Tabii bastırılmış bir kimlikti; ama küçüklükten beri,
rahmetli babaannemin etkisiyle, okul haricinde beş vakit namaz kılıyordum. Çok
istisna bir insanın Zembilli Ali Efendi’nin, Ali Cemali’nin yaptırdığı bir
secere var. Bu adamcağız, hem Yavuz Sultan Selim hem de Kanuni döneminde, 24
sene, ölene kadar Şeyhülislamlık yapmış bir insan. Hz. Ebubekir’e kadar gidiyor
soyumuz.
Secerede Mevlana da
var sanırım?
Mevlana, 22 . göbekte, büyük dedemin kardeşinin oğlu. Babam
ve dedem tarafından akrabayız. Bu bir genetik. Bunca yıl uğraşmadım da neden
şimdi ilimle uğraştığımı anlatıyorum. Bu secere, Tansu Hanım politikayı
bıraktıktan sonra, babamın kardeş çocuğu tarafından intikal etti. Varlıklı
olmayan bir aileden gelmem de bir faktör.
Nasıl bir aileden
geliyorsunuz?
Babamın bir marketi vardı. Babam 1945’ten 1980 yılına,
ihtilale kadar Caddebostan’ın muhtarıydı. İhtilal oldu. Babamın yerine bir
albay atadılar. Babam da birkaç ay sonra öldü.
Kahrından mı?
Zannetmiyorum. Aksettirmiyordu; ama herhalde üzüntü. Onun
için bir uğraştı. O uğraş bitince, insan da herhalde “Öbür tarafa gideyim.”
diyor. (Gülüyor)
Öyleyse bir beyaz
Türk değilsiniz?
Hayır, hayır.

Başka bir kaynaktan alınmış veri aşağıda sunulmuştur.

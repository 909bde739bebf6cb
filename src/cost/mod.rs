//! Layout cost: weighted wire length plus peak-temperature penalty.

use crate::error::{PlaceError, PlaceResult};
use crate::layout::{Layout, Problem};
use crate::thermal::{ThermalConfig, ThermalSimulator};

/// Weights of the two cost terms.
#[cfg_attr(feature = "serde", derive(serde::Serialize, serde::Deserialize))]
#[derive(Debug, Clone, Copy, PartialEq)]
pub struct CostWeights {
    pub wire: f64,
    /// Zero disables the thermal simulation entirely.
    pub thermal: f64,
}

impl Default for CostWeights {
    fn default() -> Self {
        Self {
            wire: 1.0,
            thermal: 0.0,
        }
    }
}

impl CostWeights {
    pub fn new(wire: f64, thermal: f64) -> Self {
        Self { wire, thermal }
    }

    pub fn validate(&self) -> PlaceResult<()> {
        for (name, w) in [("wire", self.wire), ("thermal", self.thermal)] {
            if !(w.is_finite() && w >= 0.0) {
                return Err(PlaceError::InvalidConfig(format!(
                    "{name} weight must be finite and >= 0, got {w}"
                )));
            }
        }
        Ok(())
    }
}

/// Cost of one layout, term by term.
#[cfg_attr(feature = "serde", derive(serde::Serialize, serde::Deserialize))]
#[derive(Debug, Clone, Copy, PartialEq)]
pub struct CostBreakdown {
    pub wire_length: f64,
    /// Peak field temperature; `None` when the thermal term is disabled.
    pub max_temperature: Option<f64>,
    pub thermal_cost: f64,
    pub total_cost: f64,
}

/// Weighted Euclidean center-to-center length over all connections whose
/// endpoints are both placed. Unplaced endpoints contribute nothing.
pub fn wire_length(problem: &Problem, layout: &Layout) -> f64 {
    problem
        .links()
        .iter()
        .filter_map(|link| {
            let a = problem.rect_in(layout, link.a)?.center();
            let b = problem.rect_in(layout, link.b)?.center();
            Some(link.weight * a.distance(&b))
        })
        .sum()
}

/// Evaluates layouts of a single problem.
///
/// Every call re-runs the thermal simulation from scratch when the
/// thermal weight is positive; nothing is cached between layouts.
#[derive(Debug, Clone)]
pub struct CostEvaluator<'a> {
    problem: &'a Problem,
    simulator: ThermalSimulator,
    weights: CostWeights,
}

impl<'a> CostEvaluator<'a> {
    pub fn new(problem: &'a Problem, thermal: ThermalConfig, weights: CostWeights) -> Self {
        Self {
            problem,
            simulator: ThermalSimulator::new(thermal),
            weights,
        }
    }

    /// Wire-length-only evaluator.
    pub fn wire_only(problem: &'a Problem) -> Self {
        Self::new(problem, ThermalConfig::default(), CostWeights::default())
    }

    pub fn problem(&self) -> &'a Problem {
        self.problem
    }

    pub fn weights(&self) -> CostWeights {
        self.weights
    }

    pub fn simulator(&self) -> &ThermalSimulator {
        &self.simulator
    }

    pub fn evaluate(&self, layout: &Layout) -> CostBreakdown {
        let wire = wire_length(self.problem, layout);
        let ambient = self.simulator.config().ambient_temperature;

        let (max_temperature, thermal_cost) = if self.weights.thermal > 0.0 {
            let peak = self.simulator.max_temperature(self.problem, layout);
            (Some(peak), (peak - ambient).max(0.0))
        } else {
            (None, 0.0)
        };

        CostBreakdown {
            wire_length: wire,
            max_temperature,
            thermal_cost,
            total_cost: self.weights.wire * wire + self.weights.thermal * thermal_cost,
        }
    }

    /// Shorthand for `evaluate(layout).total_cost`.
    pub fn total(&self, layout: &Layout) -> f64 {
        self.evaluate(layout).total_cost
    }
}

#[cfg(test)]
mod tests {
    use super::*;
    use crate::layout::{Board, Component, Connection, Placement};

    fn problem() -> Problem {
        Problem::new(
            Board::new(20.0, 20.0),
            vec![
                Component::new("A", 2.0, 2.0).with_power(5.0),
                Component::new("B", 2.0, 2.0),
                Component::new("C", 4.0, 2.0),
            ],
            vec![
                Connection::new("A", "B", 1.0),
                Connection::new("A", "B", 2.0),
                Connection::new("B", "C", 0.5),
            ],
        )
        .unwrap()
    }

    #[test]
    fn test_wire_length_parallel_connections_add() {
        let p = problem();
        let mut layout = p.empty_layout();
        layout.place(0, Placement::at(0.0, 0.0));
        layout.place(1, Placement::at(3.0, 4.0));
        // Centers (1,1) and (4,5): distance 5, weights 1 + 2.
        assert!((wire_length(&p, &layout) - 15.0).abs() < 1e-12);
    }

    #[test]
    fn test_unplaced_endpoints_contribute_nothing() {
        let p = problem();
        let mut layout = p.empty_layout();
        assert_eq!(wire_length(&p, &layout), 0.0);
        layout.place(2, Placement::at(10.0, 10.0));
        assert_eq!(wire_length(&p, &layout), 0.0);
    }

    #[test]
    fn test_thermal_weight_zero_skips_simulation() {
        let p = problem();
        let mut layout = p.empty_layout();
        layout.place(0, Placement::at(9.0, 9.0));
        let eval = CostEvaluator::new(&p, ThermalConfig::default(), CostWeights::new(2.0, 0.0));
        let b = eval.evaluate(&layout);
        assert_eq!(b.max_temperature, None);
        assert_eq!(b.thermal_cost, 0.0);
        assert_eq!(b.total_cost, 0.0);
    }

    #[test]
    fn test_total_combines_terms() {
        let p = problem();
        let mut layout = p.empty_layout();
        layout.place(0, Placement::at(9.0, 9.0));
        layout.place(1, Placement::at(0.0, 0.0));
        let eval = CostEvaluator::new(&p, ThermalConfig::default(), CostWeights::new(1.5, 0.25));
        let b = eval.evaluate(&layout);
        let peak = b.max_temperature.unwrap();
        assert!(peak > 25.0);
        assert!((b.thermal_cost - (peak - 25.0)).abs() < 1e-9);
        let expected = 1.5 * b.wire_length + 0.25 * b.thermal_cost;
        assert!((b.total_cost - expected).abs() < 1e-9);
        assert_eq!(eval.total(&layout), b.total_cost);
    }

    #[test]
    fn test_cold_board_has_no_thermal_cost() {
        let p = problem();
        let mut layout = p.empty_layout();
        layout.place(1, Placement::at(5.0, 5.0));
        let eval = CostEvaluator::new(&p, ThermalConfig::default(), CostWeights::new(1.0, 1.0));
        let b = eval.evaluate(&layout);
        assert_eq!(b.max_temperature, Some(25.0));
        assert_eq!(b.thermal_cost, 0.0);
    }

    #[test]
    fn test_weights_validate() {
        assert!(CostWeights::new(1.0, 0.0).validate().is_ok());
        assert!(CostWeights::new(-1.0, 0.0).validate().is_err());
        assert!(CostWeights::new(1.0, f64::NAN).validate().is_err());
    }
}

Bizim kökümüz, Semerkant’tan geliyor. Belirli
bir kol, Konya’ya geliyor. Karaman Ailesi çok önemli bir aile. Savaşçılar da.
Osmanlılarla devamlı savaşıyorlar. Sonra Osmanlılara yeniliyorlar. Daha sonra
Fatih semtine yollanıyorlar. Bulgaristan alındıktan sonra Fatih’teki
Karamanlılar da oraya naklediliyor. Dedem, Bulgaristan’dan gelip Mudanya’ya
yerleşiyor.
Ama Tansu Hanım bir
beyaz Türk değil mi?
O, beyaz Türk tabii. Selanik’in başı olan Ali Paşa’nın
torunu, Tansu Hanım.
‘HİPER EVREN’DE YARATICI VAR
Kitaba gelirsek…
CERN’de ‘Tanrı parçacığı’nı bulmak için deneyler yapılırken, siz, Tanrısal
enformasyonun (bilginin) şifrelerini bulmanın önemli olduğunu
söylüyorsunuz…
Materyalistler, Darwin’istler hep evrimle başlıyor oraya.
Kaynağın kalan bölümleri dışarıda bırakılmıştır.